Grasses are often overlooked in Northeastern gardens. Most grasses look rather uninteresting in spring, which is when many of us buy plants for the garden. However, a trip to a botanic garden or a good garden center in late summer often reminds us that grasses have merit and deserve a chance in our gardens.
Our taste in grasses has changed since the late 1980s, when tall, variegated miscanthus (Miscanthus spp. and cvs., Zones 5–9) were all the rage in perennial garden schemes. Problems with self-seeding and the inevitable flopping over soured our taste for miscanthus, but today things have changed. There are plenty of good grasses that only get better with age and have few problems. Here are just a few grasses that are easy to care for and relatively free of problems.
Pennisetum alopecuroides, Zones 6–9
With many selections available, native fountain grass may be pricier than most other grasses at the garden center, but as with well-made Italian shoes, there’s a reason for that. All the commercial selections are excellent performers in the garden. At about the same cost as a hydrangea (Hydrangea spp. and cvs., Zones 4–9), they deliver just as much visual impact. Fountain grass will form fluffy mounds of seed heads that look like rabbit tails. They will shine in full sun to partial shade throughout autumn.
Japanese forest grass
Hakonechloa macra cvs., Zones 5–9
As with fountain grass, Japanese forest grass can be a bit more costly than other grasses, but it’s genuinely worth the investment. A slow spreader, Japanese forest grass performs like no other grass in the garden. It forms flowing mounds of long, plumelike leaves that seem to flow like water as they tumble in one direction or another. The effect is tidy and neat, leaving one with the desire to always want more in other areas of the garden. Japanese forest grass is best in light shade, and a number of selections are available, ranging from golden-leaved varieties to ones that are variegated, red, or tipped with violet. One can never have enough Japanese forest grass.

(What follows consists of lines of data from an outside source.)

//! Membit error types

/// Membit error types
#[derive(Debug, thiserror::Error)]
pub enum MembitError {
    // Upstream/network errors
    #[error("HTTP error: {0}")]
    Http(String),

    #[error("API error ({status}): {message}")]
    Api { status: u16, message: String },

    // Data errors
    #[error("JSON error: {0}")]
    Json(#[from] serde_json::Error),

    #[error("invalid input: {0}")]
    InvalidInput(String),

    // Configuration errors
    #[error("configuration error: {0}")]
    Configuration(String),

    // AI errors. The first two display the exact strings shown to users.
    #[error("AI Not Initialized")]
    AiNotInitialized,

    #[error("Blocked/Empty")]
    BlockedOrEmpty,

    #[error("{0}")]
    Ai(String),

    // Rendering errors
    #[error("{0}")]
    Chart(String),

    #[error("I/O error: {0}")]
    Io(#[from] std::io::Error),

    /// A reply could not be delivered to the chat transport.
    #[error("delivery failed: {0}")]
    Delivery(String),
}

impl From<reqwest::Error> for MembitError {
    fn from(err: reqwest::Error) -> Self {
        match err.status() {
            Some(status) => MembitError::Api {
                status: status.as_u16(),
                message: err.to_string(),
            },
            None => MembitError::Http(err.to_string()),
        }
    }
}

/// Result type alias for Membit operations
pub type Result<T> = std::result::Result<T, MembitError>;
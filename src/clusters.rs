//! Cluster search against the Membit API.
//!
//! [`ClusterFetcher`] combines the shared [`SafeHttp`] session with a
//! [`ClusterCache`]: a hit short-circuits the network entirely, a miss
//! issues `GET <url>?q=<keyword>&limit=<limit>`, keeps at most `limit`
//! entries of the response's `clusters` array, drops repeated labels and
//! caches the result.

use std::collections::HashSet;
use std::sync::Arc;

use reqwest::header::HeaderMap;
use serde_json::Value;
use tracing::{debug, instrument};

use crate::cache::{ClusterCache, ClusterKey};
use crate::http::{RequestOptions, SafeHttp};
use crate::types::Cluster;

/// Default cluster search endpoint.
pub const DEFAULT_SEARCH_URL: &str = "https://api.membit.ai/v1/clusters/search";

/// Default number of clusters requested per search.
pub const DEFAULT_LIMIT: usize = 6;

/// Where and how to query for clusters.
#[derive(Debug, Clone)]
pub struct SearchConfig {
    pub url: String,
    /// Sent with every search request (credentials, content negotiation).
    pub headers: HeaderMap,
    pub request: RequestOptions,
}

impl Default for SearchConfig {
    fn default() -> Self {
        Self {
            url: DEFAULT_SEARCH_URL.to_string(),
            headers: HeaderMap::new(),
            request: RequestOptions::default(),
        }
    }
}

impl SearchConfig {
    pub fn new(url: impl Into<String>) -> Self {
        Self {
            url: url.into(),
            ..Self::default()
        }
    }

    pub fn headers(mut self, headers: HeaderMap) -> Self {
        self.headers = headers;
        self
    }

    pub fn request(mut self, request: RequestOptions) -> Self {
        self.request = request;
        self
    }
}

/// Retrieves and de-duplicates topic clusters for a keyword.
pub struct ClusterFetcher {
    http: Arc<SafeHttp>,
    cache: ClusterCache,
    search: SearchConfig,
}

impl ClusterFetcher {
    pub fn new(http: Arc<SafeHttp>, cache: ClusterCache, search: SearchConfig) -> Self {
        Self {
            http,
            cache,
            search,
        }
    }

    /// Fetch up to `limit` unique clusters for `keyword`.
    ///
    /// Returns `None` when the upstream call fails or yields no body; callers
    /// treat that as "no data". An empty list is a valid (cached) result.
    #[instrument(skip(self), fields(url = %self.search.url))]
    pub async fn fetch_clusters(&self, keyword: &str, limit: usize) -> Option<Arc<Vec<Cluster>>> {
        let key = ClusterKey::new(keyword, limit);
        if let Some(cached) = self.cache.get(&key).await {
            debug!(count = cached.len(), "cluster cache hit");
            return Some(cached);
        }

        let params = [("q", keyword.to_string()), ("limit", limit.to_string())];
        let body = self
            .http
            .get_json(&self.search.url, &self.search.headers, &params, &self.search.request)
            .await?;

        let clusters = Arc::new(parse_clusters(body, limit));
        debug!(count = clusters.len(), "fetched clusters");
        self.cache.insert(key, clusters.clone()).await;
        Some(clusters)
    }
}

/// Extract at most `limit` clusters from a search response body, then drop
/// repeated labels.
///
/// A missing or non-array `clusters` field yields an empty list. The limit
/// applies before de-duplication, so the result may be shorter than `limit`.
pub fn parse_clusters(body: Value, limit: usize) -> Vec<Cluster> {
    let entries = match body {
        Value::Object(mut map) => match map.remove("clusters") {
            Some(Value::Array(entries)) => entries,
            _ => Vec::new(),
        },
        _ => Vec::new(),
    };
    dedup_clusters(
        entries
            .into_iter()
            .take(limit)
            .filter_map(Cluster::from_value),
    )
}

/// Keep the first cluster for each trimmed, case-insensitive label.
pub fn dedup_clusters(clusters: impl IntoIterator<Item = Cluster>) -> Vec<Cluster> {
    let mut seen = HashSet::new();
    clusters
        .into_iter()
        .filter(|cluster| seen.insert(cluster.dedup_key()))
        .collect()
}

#[cfg(test)]
mod tests {
    use super::*;
    use serde_json::json;

    fn labels(clusters: &[Cluster]) -> Vec<&str> {
        clusters.iter().map(|c| c.label.as_str()).collect()
    }

    #[test]
    fn dedup_keeps_first_seen() {
        let clusters = dedup_clusters(vec![
            Cluster::new("Foo", "first", 1.0),
            Cluster::new(" foo ", "second", 2.0),
            Cluster::new("Bar", "third", 3.0),
        ]);
        assert_eq!(labels(&clusters), vec!["Foo", "Bar"]);
        assert_eq!(clusters[0].summary, "first");
    }

    #[test]
    fn parse_applies_limit_before_dedup() {
        let body = json!({"clusters": [
            {"label": "A"}, {"label": "a"}, {"label": "B"}, {"label": "C"}
        ]});
        let clusters = parse_clusters(body, 3);
        assert_eq!(labels(&clusters), vec!["A", "B"]);
    }

    #[test]
    fn parse_missing_clusters_field() {
        assert!(parse_clusters(json!({"other": 1}), 6).is_empty());
        assert!(parse_clusters(json!({"clusters": "nope"}), 6).is_empty());
        assert!(parse_clusters(json!([1, 2]), 6).is_empty());
    }

    #[test]
    fn parse_skips_non_object_entries() {
        let body = json!({"clusters": [1, {"label": "Real"}, null]});
        assert_eq!(labels(&parse_clusters(body, 6)), vec!["Real"]);
    }

    #[test]
    fn unlabeled_clusters_collapse_to_one() {
        let body = json!({"clusters": [{"summary": "x"}, {"summary": "y"}]});
        assert_eq!(parse_clusters(body, 6).len(), 1);
    }
}
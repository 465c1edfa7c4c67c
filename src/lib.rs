//! Membit - crypto sentiment and trend context for chat bots
//!
//! This crate fetches trending discussion clusters from the Membit API,
//! scores them with a keyword heuristic, optionally summarizes text through
//! Gemini, renders engagement charts, and routes chat commands
//! (`!hunt`, `!graph`, `!analyze`, `!ping`, `!help`) to those capabilities.
//!
//! # Example
//!
//! ```rust,no_run
//! use std::sync::Arc;
//!
//! use async_trait::async_trait;
//! use membit::{BotSettings, Dispatcher, Engine, Reply, ReplySink};
//!
//! struct Stdout;
//!
//! #[async_trait]
//! impl ReplySink for Stdout {
//!     async fn send(&self, reply: Reply) -> membit::Result<()> {
//!         println!("{}", reply.render_text());
//!         Ok(())
//!     }
//! }
//!
//! #[tokio::main]
//! async fn main() -> membit::Result<()> {
//!     let engine = Arc::new(Engine::builder().gemini("your-gemini-key").build()?);
//!     let dispatcher = Dispatcher::new(engine.clone(), BotSettings::default());
//!
//!     dispatcher.handle_message("alice", "!hunt bitcoin", &Stdout).await?;
//!
//!     engine.shutdown();
//!     Ok(())
//! }
//! ```

pub mod ai;
pub mod cache;
pub mod chart;
pub mod clusters;
pub mod config;
pub mod dispatch;
pub mod engine;
pub mod error;
pub mod http;
pub mod insight;
pub mod telemetry;
pub mod text;
pub mod types;
pub mod version;

pub use dispatch::{BotSettings, Dispatcher, ReplySink};
pub use engine::{Engine, EngineBuilder};
pub use error::{MembitError, Result};
pub use types::{Attachment, Cluster, Embed, EmbedField, Insight, Reply, RiskBand, RiskColor};
pub use version::{BuildInfo, PKG_VERSION};
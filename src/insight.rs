//! Keyword-weight risk scoring.
//!
//! A score starts at 50 and moves by the weight of every keyword that occurs
//! (as a substring) in the lower-cased text, clamped to `0..=100`. Each
//! keyword counts once no matter how often it appears. Color and
//! recommendation both derive from [`RiskBand`], so they always agree.

use std::collections::BTreeMap;

use serde::{Deserialize, Serialize};

use crate::types::{Cluster, Insight, RiskBand, RiskColor};

/// Baseline added to the keyword total before clamping.
const BASE_SCORE: i64 = 50;

/// How many cluster labels the insight summary lists.
const SUMMARY_TOPICS: usize = 5;

const DEFAULT_WEIGHTS: &[(&str, i32)] = &[
    ("scam", 25),
    ("rug", 25),
    ("exploit", 20),
    ("hack", 20),
    ("fraud", 20),
    ("ponzi", 20),
    ("phishing", 15),
    ("lawsuit", 10),
    ("crash", 10),
    ("dump", 10),
    ("ban", 10),
    ("delist", 10),
    ("bullish", -10),
    ("partnership", -10),
    ("adoption", -10),
    ("growth", -5),
    ("upgrade", -5),
    ("audit", -5),
];

/// Keyword → weight table used by [`compute_risk_score`].
///
/// Keywords are stored lower-cased; matching is case-insensitive.
#[derive(Debug, Clone, PartialEq, Eq, Serialize, Deserialize)]
#[serde(from = "BTreeMap<String, i32>", into = "BTreeMap<String, i32>")]
pub struct RiskKeywords {
    weights: BTreeMap<String, i32>,
}

impl RiskKeywords {
    pub fn new<K: Into<String>>(weights: impl IntoIterator<Item = (K, i32)>) -> Self {
        Self {
            weights: weights
                .into_iter()
                .map(|(k, w)| (k.into().to_lowercase(), w))
                .filter(|(k, _)| !k.is_empty())
                .collect(),
        }
    }

    pub fn empty() -> Self {
        Self {
            weights: BTreeMap::new(),
        }
    }

    pub fn len(&self) -> usize {
        self.weights.len()
    }

    pub fn is_empty(&self) -> bool {
        self.weights.is_empty()
    }

    pub fn iter(&self) -> impl Iterator<Item = (&str, i32)> {
        self.weights.iter().map(|(k, w)| (k.as_str(), *w))
    }

    /// Score `text` against this table. See [`compute_risk_score`].
    pub fn score(&self, text: &str) -> u8 {
        let text = text.to_lowercase();
        let total: i64 = self
            .weights
            .iter()
            .filter(|(keyword, _)| text.contains(keyword.as_str()))
            .map(|(_, weight)| i64::from(*weight))
            .sum();
        (total + BASE_SCORE).clamp(0, 100) as u8
    }
}

impl Default for RiskKeywords {
    fn default() -> Self {
        Self::new(DEFAULT_WEIGHTS.iter().copied())
    }
}

impl From<BTreeMap<String, i32>> for RiskKeywords {
    fn from(weights: BTreeMap<String, i32>) -> Self {
        Self::new(weights)
    }
}

impl From<RiskKeywords> for BTreeMap<String, i32> {
    fn from(keywords: RiskKeywords) -> Self {
        keywords.weights
    }
}

/// Deterministic risk score in `0..=100`. Empty text scores 50.
pub fn compute_risk_score(text: &str, keywords: &RiskKeywords) -> u8 {
    keywords.score(text)
}

/// Red at 70 and above, amber from 40, green below.
pub fn compute_color_from_score(score: u8) -> RiskColor {
    RiskBand::from_score(score).color()
}

/// Recommendation text for the same bands as [`compute_color_from_score`].
pub fn get_recommendation_from_score(score: u8) -> &'static str {
    RiskBand::from_score(score).recommendation()
}

/// Score the combined summaries of `clusters` and list the first five labels.
///
/// An empty slice yields [`Insight::neutral`].
pub fn generate_heuristic_insight(clusters: &[Cluster], keywords: &RiskKeywords) -> Insight {
    if clusters.is_empty() {
        return Insight::neutral();
    }

    let combined = clusters
        .iter()
        .map(|c| c.summary.as_str())
        .collect::<Vec<_>>()
        .join(" ");
    let score = compute_risk_score(&combined, keywords);
    let topics = clusters
        .iter()
        .take(SUMMARY_TOPICS)
        .map(|c| c.label.as_str())
        .collect::<Vec<_>>()
        .join(", ");

    Insight {
        summary: format!("Topics: {topics}"),
        score,
        color: compute_color_from_score(score),
        recommendation: get_recommendation_from_score(score).to_string(),
    }
}

#[cfg(test)]
mod tests {
    use super::*;

    fn table() -> RiskKeywords {
        RiskKeywords::new([("scam", 30), ("hack", 25), ("bullish", -20)])
    }

    #[test]
    fn empty_text_scores_fifty() {
        assert_eq!(compute_risk_score("", &table()), 50);
        assert_eq!(compute_risk_score("", &RiskKeywords::default()), 50);
    }

    #[test]
    fn matching_is_case_insensitive_substring() {
        assert_eq!(compute_risk_score("Total SCAMMERS everywhere", &table()), 80);
    }

    #[test]
    fn each_keyword_counts_once() {
        assert_eq!(compute_risk_score("scam scam scam", &table()), 80);
    }

    #[test]
    fn weights_sum_and_clamp() {
        assert_eq!(compute_risk_score("scam and hack", &table()), 100);
        assert_eq!(compute_risk_score("bullish", &table()), 30);

        let heavy = RiskKeywords::new([("doom", -500)]);
        assert_eq!(compute_risk_score("doom", &heavy), 0);
        let extreme = RiskKeywords::new([("doom", i32::MAX), ("gloom", i32::MAX)]);
        assert_eq!(compute_risk_score("doom gloom", &extreme), 100);
    }

    #[test]
    fn keywords_are_normalised() {
        let keywords = RiskKeywords::new([("SCAM", 10), ("", 99)]);
        assert_eq!(keywords.len(), 1);
        assert_eq!(keywords.iter().next(), Some(("scam", 10)));
    }

    #[test]
    fn score_is_deterministic_and_bounded() {
        let keywords = RiskKeywords::default();
        for text in ["", "rug pull scam exploit hack fraud ponzi", "bullish adoption growth", "ünïcödé"] {
            let first = compute_risk_score(text, &keywords);
            assert_eq!(first, compute_risk_score(text, &keywords));
            assert!(first <= 100);
        }
    }

    #[test]
    fn color_and_recommendation_share_bands() {
        for score in 0..=100u8 {
            let color = compute_color_from_score(score);
            let recommendation = get_recommendation_from_score(score);
            match score {
                70..=100 => {
                    assert_eq!(color, RiskColor::Red);
                    assert!(recommendation.contains("High-risk"));
                }
                40..=69 => {
                    assert_eq!(color, RiskColor::Amber);
                    assert!(recommendation.contains("Medium risk"));
                }
                _ => {
                    assert_eq!(color, RiskColor::Green);
                    assert!(recommendation.contains("Low/neutral"));
                }
            }
        }
    }

    #[test]
    fn band_colors() {
        assert_eq!(compute_color_from_score(70).rgb(), 0xFF0000);
        assert_eq!(compute_color_from_score(40).rgb(), 0xFFD000);
        assert_eq!(compute_color_from_score(39).rgb(), 0x00FF00);
    }

    #[test]
    fn empty_clusters_yield_neutral_insight() {
        let insight = generate_heuristic_insight(&[], &table());
        assert_eq!(insight.summary, "No data");
        assert_eq!(insight.score, 50);
        assert_eq!(insight.color, RiskColor::Green);
        assert_eq!(insight.recommendation, "Neutral");
    }

    #[test]
    fn insight_scores_combined_summaries() {
        let clusters = vec![
            Cluster::new("Alpha", "possible scam", 1.0),
            Cluster::new("Beta", "exchange hack", 2.0),
        ];
        let insight = generate_heuristic_insight(&clusters, &table());
        assert_eq!(insight.score, 100);
        assert_eq!(insight.color, RiskColor::Red);
        assert_eq!(insight.summary, "Topics: Alpha, Beta");
        assert_eq!(insight.recommendation, "🛑 High-risk indicators detected.");
    }

    #[test]
    fn insight_lists_first_five_labels() {
        let clusters: Vec<Cluster> = (1..=7)
            .map(|i| Cluster::new(format!("T{i}"), "", 0.0))
            .collect();
        let insight = generate_heuristic_insight(&clusters, &table());
        assert_eq!(insight.summary, "Topics: T1, T2, T3, T4, T5");
        assert_eq!(insight.score, 50);
        assert_eq!(insight.color, RiskColor::Amber);
    }

    #[test]
    fn keyword_table_round_trips_through_toml_shape() {
        let map: BTreeMap<String, i32> = table().into();
        assert_eq!(map.get("scam"), Some(&30));
        assert_eq!(RiskKeywords::from(map), table());
    }
}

Andropogon gerardii, Zones 2–9
While any bluestem (Andropogon spp. and cvs., Zones 4–10) is desirable, this Northeast-native species will be a star in any full sun garden, especially in matrix or meadow plantings, where it makes its greatest impact. When the setting sun in autumn catches the seed heads with its low angle of light, the effect is truly spectacular. The bluish to violet-tinted stems add a texture found in few other grasses. Best planted in groups, this is a grass that is attractive through late winter and doesn’t self-seed like many other grasses do.
Feather reed grass
Calamagrostis × acutiflora cvs., Zones 5–9
While some may turn their noses up at this now commonly used landscape plant seen in planting beds at strip malls and gas stations, it’s a worthy contributor to any home garden. It does well planted in grids, in long rows as in a hedge, or even in small groups within a mixed planting as long as it has full sun. Few grasses offer the tidiness and height of ‘Karl Foerster’ feather reed grass (Calamagrostis × acutiflora ‘Karl Foerster’, Zones 5–9). Its tall stems are ramrod straight and look like a distinctive exclamation mark. They will remain upright until the end of winter, adding great winter interest. Heavy snow can often smother other grasses, but not feather reed grass.
Bonus: Purple fountain grass
Pennisetum setaceum ‘Rubrum’, Zones 9–10
Although purple fountain grass is not hardy in the Northeast, it is worth growing as an annual. Even after the growing season, keep it around during winter for stunning winter interest. While it is similar to fountain grass, purple fountain grass has a much different habit and color. It’s taller and looser, producing long wands of fluffy foxtail-shaped seed heads that are reddish purple. They catch the light in autumn and winter like few types of grass can. Like others in the genus, purple fountain grass forms mounds that remain tidy with excellent form and structure. Grow it in full sun to partial shade.
The benefits of adding grasses to the Northeastern gardens are many, from adding valuable texture and forms in contemporary landscape schemes to intermixing with native perennials in a matrix planting or a pollinator-friendly meadow. Grasses are becoming more popular, and luckily, there are plenty to choose from. Any of the above grasses are well-behaved, tidy, and perfect for the Northeast.
—Matt Mattus is the author of two books: Mastering the Art of Flower Gardening and Mastering the Art of Vegetable Gardening. He gardens in Worcester, Massachusetts.